[EXCERPTED DATA — start]
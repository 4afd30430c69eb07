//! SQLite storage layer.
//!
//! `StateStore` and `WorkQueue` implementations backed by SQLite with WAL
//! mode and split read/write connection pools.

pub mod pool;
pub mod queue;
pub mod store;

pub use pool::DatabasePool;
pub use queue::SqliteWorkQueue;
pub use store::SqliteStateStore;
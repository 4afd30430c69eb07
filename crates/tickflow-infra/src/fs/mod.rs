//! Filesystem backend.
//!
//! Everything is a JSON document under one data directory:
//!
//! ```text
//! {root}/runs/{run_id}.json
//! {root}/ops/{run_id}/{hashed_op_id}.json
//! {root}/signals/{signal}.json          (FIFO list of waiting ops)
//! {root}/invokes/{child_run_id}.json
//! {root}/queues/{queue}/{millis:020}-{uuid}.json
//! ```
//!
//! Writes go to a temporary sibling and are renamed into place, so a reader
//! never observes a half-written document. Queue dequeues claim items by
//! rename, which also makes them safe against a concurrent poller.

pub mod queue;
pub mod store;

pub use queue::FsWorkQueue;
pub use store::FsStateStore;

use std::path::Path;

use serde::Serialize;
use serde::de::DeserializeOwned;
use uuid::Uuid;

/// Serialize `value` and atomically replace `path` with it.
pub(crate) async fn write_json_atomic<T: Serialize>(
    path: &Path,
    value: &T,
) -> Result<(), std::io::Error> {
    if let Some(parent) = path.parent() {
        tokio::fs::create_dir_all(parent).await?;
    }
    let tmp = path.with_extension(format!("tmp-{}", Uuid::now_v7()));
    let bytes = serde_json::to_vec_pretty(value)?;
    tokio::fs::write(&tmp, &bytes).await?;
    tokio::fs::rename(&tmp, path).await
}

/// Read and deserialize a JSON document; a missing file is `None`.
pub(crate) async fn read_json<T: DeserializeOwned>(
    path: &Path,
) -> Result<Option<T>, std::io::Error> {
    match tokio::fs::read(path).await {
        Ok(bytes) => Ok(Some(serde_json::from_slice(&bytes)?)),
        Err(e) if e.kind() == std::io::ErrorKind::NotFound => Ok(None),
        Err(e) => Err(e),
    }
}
[EXCERPTED DATA — finish]
# PROBLEM
Retype exactly, and only, the lines from the line holding "a concurrent poller." through the last line of the data; both of those lines count.

# WRITTEN SOLUTION
//! rename, which also makes them safe against a concurrent poller.

pub mod queue;
pub mod store;

pub use queue::FsWorkQueue;
pub use store::FsStateStore;

use std::path::Path;

use serde::Serialize;
use serde::de::DeserializeOwned;
use uuid::Uuid;

/// Serialize `value` and atomically replace `path` with it.
pub(crate) async fn write_json_atomic<T: Serialize>(
    path: &Path,
    value: &T,
) -> Result<(), std::io::Error> {
    if let Some(parent) = path.parent() {
        tokio::fs::create_dir_all(parent).await?;
    }
    let tmp = path.with_extension(format!("tmp-{}", Uuid::now_v7()));
    let bytes = serde_json::to_vec_pretty(value)?;
    tokio::fs::write(&tmp, &bytes).await?;
    tokio::fs::rename(&tmp, path).await
}

/// Read and deserialize a JSON document; a missing file is `None`.
pub(crate) async fn read_json<T: DeserializeOwned>(
    path: &Path,
) -> Result<Option<T>, std::io::Error> {
    match tokio::fs::read(path).await {
        Ok(bytes) => Ok(Some(serde_json::from_slice(&bytes)?)),
        Err(e) if e.kind() == std::io::ErrorKind::NotFound => Ok(None),
        Err(e) => Err(e),
    }
}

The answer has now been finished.